- Task goal
Scan the lines below and report each one containing "AttachmentConflictPolicy" by copying it.

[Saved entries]

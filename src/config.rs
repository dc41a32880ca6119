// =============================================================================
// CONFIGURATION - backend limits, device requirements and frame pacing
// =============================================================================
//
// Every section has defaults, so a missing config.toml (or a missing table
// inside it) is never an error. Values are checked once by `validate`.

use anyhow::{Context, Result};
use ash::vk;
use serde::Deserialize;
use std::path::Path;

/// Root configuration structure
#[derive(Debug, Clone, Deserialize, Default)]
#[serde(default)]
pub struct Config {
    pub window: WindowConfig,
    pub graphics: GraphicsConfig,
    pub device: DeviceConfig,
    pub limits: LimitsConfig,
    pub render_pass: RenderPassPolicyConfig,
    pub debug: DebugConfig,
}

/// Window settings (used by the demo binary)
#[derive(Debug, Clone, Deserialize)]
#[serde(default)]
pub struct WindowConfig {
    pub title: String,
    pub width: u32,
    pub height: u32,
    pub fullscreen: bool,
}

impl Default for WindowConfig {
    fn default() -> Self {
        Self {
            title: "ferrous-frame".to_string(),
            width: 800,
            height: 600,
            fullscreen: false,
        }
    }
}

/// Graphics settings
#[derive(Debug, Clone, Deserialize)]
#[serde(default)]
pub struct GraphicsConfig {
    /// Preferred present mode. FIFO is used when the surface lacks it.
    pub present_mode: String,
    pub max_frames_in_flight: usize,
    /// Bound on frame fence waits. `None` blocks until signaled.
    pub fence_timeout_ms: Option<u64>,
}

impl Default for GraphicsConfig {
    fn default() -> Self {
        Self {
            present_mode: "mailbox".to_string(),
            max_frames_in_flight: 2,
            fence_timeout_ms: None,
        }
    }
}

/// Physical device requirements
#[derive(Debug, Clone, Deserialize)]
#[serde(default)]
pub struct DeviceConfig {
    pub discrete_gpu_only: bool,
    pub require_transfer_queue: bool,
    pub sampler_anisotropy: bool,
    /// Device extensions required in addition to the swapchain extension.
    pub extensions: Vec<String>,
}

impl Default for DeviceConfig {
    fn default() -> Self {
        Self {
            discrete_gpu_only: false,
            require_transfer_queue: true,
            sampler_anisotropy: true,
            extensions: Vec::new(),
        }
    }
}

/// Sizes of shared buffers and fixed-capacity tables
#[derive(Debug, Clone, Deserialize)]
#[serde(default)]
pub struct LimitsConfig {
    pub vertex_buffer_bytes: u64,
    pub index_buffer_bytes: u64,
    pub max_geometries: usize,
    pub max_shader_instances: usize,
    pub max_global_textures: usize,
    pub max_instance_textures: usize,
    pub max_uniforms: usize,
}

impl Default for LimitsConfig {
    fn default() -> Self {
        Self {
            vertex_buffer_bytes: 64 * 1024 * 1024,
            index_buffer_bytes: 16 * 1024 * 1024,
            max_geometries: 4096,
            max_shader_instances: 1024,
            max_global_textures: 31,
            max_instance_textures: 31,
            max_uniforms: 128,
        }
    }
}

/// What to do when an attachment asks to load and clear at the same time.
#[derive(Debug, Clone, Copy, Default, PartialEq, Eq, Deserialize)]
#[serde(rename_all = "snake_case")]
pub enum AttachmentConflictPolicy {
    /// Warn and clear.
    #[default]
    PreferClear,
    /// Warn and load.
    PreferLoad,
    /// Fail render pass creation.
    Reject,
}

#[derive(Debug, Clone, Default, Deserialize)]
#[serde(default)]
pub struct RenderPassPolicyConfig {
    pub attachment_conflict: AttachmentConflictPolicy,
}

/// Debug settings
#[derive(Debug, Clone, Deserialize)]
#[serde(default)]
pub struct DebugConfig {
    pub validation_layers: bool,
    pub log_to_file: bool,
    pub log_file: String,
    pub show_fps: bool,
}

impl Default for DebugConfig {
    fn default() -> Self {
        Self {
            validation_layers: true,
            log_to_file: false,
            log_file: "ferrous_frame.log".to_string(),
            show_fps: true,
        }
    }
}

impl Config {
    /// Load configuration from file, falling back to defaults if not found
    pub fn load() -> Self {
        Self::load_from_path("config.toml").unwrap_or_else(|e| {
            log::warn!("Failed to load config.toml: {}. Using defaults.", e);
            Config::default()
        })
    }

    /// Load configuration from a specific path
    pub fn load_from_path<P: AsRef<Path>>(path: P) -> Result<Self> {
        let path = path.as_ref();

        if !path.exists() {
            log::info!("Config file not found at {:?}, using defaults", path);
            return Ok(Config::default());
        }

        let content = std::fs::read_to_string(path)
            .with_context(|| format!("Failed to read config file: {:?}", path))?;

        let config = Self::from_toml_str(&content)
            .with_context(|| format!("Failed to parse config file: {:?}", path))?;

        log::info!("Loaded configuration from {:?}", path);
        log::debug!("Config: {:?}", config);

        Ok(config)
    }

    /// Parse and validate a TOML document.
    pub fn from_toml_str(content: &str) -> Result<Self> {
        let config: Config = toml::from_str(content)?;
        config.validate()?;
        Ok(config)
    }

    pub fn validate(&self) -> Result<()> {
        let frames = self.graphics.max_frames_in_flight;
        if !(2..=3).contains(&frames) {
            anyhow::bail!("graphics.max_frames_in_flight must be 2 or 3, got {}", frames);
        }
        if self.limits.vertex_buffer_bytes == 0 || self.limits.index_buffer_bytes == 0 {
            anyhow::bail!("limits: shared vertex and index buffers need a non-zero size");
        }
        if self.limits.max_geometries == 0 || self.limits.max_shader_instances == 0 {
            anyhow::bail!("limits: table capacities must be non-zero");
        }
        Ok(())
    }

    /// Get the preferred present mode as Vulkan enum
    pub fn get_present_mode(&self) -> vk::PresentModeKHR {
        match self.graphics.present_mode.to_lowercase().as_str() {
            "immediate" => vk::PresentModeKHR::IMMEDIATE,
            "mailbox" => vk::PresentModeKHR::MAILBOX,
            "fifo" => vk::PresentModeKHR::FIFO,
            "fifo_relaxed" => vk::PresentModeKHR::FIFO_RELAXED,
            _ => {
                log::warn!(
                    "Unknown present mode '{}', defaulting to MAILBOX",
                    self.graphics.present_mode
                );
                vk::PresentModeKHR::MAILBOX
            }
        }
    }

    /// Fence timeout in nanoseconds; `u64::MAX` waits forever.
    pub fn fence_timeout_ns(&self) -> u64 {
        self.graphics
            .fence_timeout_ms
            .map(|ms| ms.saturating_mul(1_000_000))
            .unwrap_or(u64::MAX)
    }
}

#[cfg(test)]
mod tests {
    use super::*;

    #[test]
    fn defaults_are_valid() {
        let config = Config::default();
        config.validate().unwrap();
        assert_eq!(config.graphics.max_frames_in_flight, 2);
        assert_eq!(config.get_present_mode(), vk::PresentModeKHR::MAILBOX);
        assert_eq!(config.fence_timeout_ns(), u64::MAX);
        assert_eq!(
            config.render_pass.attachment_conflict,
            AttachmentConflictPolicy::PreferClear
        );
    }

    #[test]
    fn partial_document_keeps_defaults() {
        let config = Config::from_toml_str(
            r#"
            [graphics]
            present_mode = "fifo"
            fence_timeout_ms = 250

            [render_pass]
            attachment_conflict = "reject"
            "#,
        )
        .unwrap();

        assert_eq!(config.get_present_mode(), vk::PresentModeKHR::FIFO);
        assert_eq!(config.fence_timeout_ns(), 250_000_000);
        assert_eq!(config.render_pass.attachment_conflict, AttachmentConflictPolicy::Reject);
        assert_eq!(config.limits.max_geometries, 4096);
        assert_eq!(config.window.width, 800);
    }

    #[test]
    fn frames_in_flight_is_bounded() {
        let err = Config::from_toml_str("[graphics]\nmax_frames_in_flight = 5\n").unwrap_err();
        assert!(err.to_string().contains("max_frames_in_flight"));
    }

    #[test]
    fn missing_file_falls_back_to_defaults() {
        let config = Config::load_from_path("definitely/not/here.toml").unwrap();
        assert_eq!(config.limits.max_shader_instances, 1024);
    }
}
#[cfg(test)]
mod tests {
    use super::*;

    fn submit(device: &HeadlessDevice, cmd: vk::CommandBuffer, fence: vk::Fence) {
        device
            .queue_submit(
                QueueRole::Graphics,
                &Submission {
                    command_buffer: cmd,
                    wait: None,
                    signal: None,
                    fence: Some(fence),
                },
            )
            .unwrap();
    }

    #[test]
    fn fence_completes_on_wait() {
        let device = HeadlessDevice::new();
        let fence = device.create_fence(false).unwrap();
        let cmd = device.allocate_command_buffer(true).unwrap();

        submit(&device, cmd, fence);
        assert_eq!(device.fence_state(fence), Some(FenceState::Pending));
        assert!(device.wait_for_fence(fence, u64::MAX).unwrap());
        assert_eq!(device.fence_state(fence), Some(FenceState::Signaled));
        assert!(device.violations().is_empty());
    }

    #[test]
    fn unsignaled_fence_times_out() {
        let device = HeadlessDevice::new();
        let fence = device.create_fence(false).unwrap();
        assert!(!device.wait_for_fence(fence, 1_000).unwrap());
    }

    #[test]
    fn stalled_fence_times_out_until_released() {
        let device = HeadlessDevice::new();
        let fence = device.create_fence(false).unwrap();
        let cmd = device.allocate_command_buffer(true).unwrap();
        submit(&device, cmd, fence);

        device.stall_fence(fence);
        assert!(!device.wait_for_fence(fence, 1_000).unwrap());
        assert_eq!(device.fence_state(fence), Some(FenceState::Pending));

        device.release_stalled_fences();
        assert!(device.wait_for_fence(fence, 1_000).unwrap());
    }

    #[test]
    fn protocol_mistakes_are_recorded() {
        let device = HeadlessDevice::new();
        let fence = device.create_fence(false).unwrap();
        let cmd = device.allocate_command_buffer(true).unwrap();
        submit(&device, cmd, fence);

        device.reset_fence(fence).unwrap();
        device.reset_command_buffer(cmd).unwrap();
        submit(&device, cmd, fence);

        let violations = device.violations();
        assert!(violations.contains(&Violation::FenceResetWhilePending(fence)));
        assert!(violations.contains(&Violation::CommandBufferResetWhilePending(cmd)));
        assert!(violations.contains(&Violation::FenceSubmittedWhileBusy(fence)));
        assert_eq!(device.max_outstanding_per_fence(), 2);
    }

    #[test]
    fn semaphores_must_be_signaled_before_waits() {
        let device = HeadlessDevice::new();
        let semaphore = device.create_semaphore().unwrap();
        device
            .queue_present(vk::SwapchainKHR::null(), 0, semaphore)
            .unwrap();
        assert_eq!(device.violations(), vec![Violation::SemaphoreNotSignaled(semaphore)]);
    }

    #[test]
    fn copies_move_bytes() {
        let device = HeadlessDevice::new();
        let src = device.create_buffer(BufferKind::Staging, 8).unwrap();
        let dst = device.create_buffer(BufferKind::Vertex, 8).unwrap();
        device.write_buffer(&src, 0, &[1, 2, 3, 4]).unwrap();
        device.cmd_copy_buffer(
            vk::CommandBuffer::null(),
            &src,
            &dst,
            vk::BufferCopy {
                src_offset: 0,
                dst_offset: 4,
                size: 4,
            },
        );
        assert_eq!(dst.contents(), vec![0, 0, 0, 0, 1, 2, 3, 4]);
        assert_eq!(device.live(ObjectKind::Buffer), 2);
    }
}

- Expected answer
pub enum AttachmentConflictPolicy {
    pub attachment_conflict: AttachmentConflictPolicy,
            AttachmentConflictPolicy::PreferClear
        assert_eq!(config.render_pass.attachment_conflict, AttachmentConflictPolicy::Reject);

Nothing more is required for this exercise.